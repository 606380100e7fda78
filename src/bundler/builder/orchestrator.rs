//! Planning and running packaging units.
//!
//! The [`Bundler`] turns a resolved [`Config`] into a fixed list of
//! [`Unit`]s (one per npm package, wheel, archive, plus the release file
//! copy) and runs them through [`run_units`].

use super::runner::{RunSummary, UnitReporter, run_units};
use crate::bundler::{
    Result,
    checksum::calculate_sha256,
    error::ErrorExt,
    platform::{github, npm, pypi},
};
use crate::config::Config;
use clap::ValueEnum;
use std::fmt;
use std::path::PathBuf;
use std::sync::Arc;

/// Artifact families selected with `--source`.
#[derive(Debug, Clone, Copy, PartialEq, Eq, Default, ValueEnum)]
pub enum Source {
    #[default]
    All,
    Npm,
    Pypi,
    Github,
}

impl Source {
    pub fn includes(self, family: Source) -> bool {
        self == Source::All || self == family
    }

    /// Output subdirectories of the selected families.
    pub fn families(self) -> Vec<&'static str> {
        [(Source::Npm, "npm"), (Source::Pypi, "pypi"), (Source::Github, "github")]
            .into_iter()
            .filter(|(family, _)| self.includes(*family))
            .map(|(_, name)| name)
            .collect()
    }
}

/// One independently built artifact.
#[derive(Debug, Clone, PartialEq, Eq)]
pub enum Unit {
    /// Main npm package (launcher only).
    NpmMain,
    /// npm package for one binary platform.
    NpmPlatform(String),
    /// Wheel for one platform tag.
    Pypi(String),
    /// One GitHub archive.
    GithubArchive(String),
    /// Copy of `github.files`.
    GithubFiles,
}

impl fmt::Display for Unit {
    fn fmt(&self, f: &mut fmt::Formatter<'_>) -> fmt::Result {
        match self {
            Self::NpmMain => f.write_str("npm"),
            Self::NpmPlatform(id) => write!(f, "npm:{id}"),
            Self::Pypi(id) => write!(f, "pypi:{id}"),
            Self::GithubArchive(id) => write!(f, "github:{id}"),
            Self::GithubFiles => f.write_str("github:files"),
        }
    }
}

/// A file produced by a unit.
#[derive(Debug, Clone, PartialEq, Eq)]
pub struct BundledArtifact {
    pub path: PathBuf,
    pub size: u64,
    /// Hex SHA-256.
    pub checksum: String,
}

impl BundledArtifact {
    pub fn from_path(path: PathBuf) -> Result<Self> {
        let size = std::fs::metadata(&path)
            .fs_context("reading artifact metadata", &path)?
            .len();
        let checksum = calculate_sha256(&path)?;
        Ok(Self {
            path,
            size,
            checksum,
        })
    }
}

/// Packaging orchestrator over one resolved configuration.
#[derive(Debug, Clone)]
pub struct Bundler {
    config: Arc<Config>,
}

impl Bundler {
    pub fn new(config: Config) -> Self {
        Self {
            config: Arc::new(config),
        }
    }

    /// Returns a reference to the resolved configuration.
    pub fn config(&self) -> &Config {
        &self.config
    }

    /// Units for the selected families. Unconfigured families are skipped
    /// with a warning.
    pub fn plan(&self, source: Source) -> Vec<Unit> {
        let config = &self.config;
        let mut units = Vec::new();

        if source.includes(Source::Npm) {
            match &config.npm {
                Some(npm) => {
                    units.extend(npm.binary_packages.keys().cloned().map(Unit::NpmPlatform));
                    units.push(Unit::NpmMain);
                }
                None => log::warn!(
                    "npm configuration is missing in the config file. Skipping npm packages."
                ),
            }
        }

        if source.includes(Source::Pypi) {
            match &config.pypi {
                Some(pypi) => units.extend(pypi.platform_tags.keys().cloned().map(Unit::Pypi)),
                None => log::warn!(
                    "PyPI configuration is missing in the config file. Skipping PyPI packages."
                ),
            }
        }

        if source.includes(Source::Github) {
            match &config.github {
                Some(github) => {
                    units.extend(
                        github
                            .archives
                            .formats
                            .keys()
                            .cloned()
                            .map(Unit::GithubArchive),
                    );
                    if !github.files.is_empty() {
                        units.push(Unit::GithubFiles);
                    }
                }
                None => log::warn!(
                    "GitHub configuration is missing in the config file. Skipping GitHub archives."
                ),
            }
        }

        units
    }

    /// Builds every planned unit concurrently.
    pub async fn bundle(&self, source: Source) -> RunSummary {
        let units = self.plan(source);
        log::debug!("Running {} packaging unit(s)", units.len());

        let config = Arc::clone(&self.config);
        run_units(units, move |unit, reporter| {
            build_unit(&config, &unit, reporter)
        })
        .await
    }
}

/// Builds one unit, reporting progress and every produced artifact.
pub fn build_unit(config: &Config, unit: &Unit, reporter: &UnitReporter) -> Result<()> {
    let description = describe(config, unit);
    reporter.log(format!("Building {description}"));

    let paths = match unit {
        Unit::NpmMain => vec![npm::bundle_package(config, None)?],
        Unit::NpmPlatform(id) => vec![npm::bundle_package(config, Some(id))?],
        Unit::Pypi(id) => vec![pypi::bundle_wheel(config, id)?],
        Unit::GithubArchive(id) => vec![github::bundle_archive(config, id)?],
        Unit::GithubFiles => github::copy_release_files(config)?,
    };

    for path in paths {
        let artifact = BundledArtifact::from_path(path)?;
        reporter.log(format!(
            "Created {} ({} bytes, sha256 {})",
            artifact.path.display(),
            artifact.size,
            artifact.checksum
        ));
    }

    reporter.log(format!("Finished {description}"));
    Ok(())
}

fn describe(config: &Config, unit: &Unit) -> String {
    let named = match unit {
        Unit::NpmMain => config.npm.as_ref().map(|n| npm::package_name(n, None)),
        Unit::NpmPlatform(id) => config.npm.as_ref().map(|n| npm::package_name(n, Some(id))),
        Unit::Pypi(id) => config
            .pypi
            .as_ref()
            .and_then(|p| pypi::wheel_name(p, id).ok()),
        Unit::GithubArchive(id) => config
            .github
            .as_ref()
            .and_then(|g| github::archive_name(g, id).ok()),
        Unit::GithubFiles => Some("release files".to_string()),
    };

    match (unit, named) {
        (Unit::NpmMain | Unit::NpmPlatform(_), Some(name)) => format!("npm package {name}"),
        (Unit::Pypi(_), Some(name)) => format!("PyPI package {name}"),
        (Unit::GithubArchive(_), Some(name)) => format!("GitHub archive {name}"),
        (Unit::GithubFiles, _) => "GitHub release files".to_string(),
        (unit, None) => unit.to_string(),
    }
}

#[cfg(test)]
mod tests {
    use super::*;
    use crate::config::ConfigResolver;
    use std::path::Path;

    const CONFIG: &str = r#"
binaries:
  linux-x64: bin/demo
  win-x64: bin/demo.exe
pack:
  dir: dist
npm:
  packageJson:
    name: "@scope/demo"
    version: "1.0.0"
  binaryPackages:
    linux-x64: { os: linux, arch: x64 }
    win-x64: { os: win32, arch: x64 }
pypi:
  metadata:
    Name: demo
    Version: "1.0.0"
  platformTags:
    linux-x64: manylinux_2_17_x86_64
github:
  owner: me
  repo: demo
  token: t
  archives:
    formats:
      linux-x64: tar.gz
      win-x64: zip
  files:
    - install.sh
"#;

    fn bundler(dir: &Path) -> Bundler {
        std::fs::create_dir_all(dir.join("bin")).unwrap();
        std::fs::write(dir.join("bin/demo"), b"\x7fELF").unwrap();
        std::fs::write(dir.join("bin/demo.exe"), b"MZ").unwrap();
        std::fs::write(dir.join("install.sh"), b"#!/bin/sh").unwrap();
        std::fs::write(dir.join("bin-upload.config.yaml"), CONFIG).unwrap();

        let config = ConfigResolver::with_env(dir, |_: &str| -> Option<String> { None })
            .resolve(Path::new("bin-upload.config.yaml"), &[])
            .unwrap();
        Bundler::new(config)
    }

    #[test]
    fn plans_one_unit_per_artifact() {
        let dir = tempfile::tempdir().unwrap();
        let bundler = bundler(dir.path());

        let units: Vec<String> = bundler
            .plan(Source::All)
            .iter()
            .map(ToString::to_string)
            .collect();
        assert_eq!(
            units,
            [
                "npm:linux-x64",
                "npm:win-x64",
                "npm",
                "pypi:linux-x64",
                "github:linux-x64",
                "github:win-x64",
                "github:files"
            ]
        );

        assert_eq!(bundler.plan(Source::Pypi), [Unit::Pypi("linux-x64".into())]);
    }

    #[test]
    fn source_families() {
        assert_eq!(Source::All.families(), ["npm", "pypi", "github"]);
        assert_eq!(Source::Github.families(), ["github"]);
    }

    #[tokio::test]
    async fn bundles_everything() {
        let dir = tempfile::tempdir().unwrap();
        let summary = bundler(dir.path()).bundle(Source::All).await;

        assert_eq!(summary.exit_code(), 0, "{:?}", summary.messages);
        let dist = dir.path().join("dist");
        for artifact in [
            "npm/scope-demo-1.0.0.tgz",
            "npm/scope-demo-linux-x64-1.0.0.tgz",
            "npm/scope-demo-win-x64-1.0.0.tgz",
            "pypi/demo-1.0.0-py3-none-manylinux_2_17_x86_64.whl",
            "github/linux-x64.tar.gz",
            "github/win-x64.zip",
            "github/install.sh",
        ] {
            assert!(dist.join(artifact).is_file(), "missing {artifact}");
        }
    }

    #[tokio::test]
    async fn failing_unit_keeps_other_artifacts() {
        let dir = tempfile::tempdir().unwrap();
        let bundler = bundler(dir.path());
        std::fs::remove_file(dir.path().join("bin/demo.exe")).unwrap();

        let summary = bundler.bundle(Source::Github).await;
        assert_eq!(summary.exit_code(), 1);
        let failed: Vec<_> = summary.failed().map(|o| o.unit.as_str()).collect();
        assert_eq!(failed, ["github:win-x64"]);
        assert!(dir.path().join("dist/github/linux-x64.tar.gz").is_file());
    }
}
______________________________
## Exercise brief
Copy each line of the listing above that includes the word "yaml".

## Solution for this problem
        std::fs::write(dir.join("bin-upload.config.yaml"), CONFIG).unwrap();
            .resolve(Path::new("bin-upload.config.yaml"), &[])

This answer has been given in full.